### Required work
Every line in the following data that has "planning" counts toward the total; state that total alone.

### Provided data
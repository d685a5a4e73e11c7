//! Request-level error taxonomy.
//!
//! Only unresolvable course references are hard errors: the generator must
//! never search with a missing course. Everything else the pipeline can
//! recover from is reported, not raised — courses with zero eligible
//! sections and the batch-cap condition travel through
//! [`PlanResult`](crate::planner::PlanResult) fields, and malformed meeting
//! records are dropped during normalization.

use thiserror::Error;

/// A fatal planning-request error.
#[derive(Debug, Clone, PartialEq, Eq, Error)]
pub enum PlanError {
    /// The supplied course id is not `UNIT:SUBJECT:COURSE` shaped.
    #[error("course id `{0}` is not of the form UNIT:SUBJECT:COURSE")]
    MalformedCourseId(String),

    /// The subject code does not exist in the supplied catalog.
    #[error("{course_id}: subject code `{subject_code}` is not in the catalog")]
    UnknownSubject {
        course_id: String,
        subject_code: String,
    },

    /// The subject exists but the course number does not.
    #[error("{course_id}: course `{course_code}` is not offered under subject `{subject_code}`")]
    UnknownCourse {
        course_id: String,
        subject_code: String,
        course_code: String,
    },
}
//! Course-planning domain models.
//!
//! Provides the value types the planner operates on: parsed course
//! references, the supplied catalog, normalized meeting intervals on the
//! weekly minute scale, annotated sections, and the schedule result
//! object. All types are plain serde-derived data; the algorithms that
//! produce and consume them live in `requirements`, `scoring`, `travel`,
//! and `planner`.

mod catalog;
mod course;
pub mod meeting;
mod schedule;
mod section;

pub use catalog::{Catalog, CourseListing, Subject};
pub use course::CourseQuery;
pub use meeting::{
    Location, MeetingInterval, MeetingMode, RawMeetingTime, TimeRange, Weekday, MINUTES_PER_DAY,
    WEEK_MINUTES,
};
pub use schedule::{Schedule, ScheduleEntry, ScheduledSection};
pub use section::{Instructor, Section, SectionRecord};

### Reply
2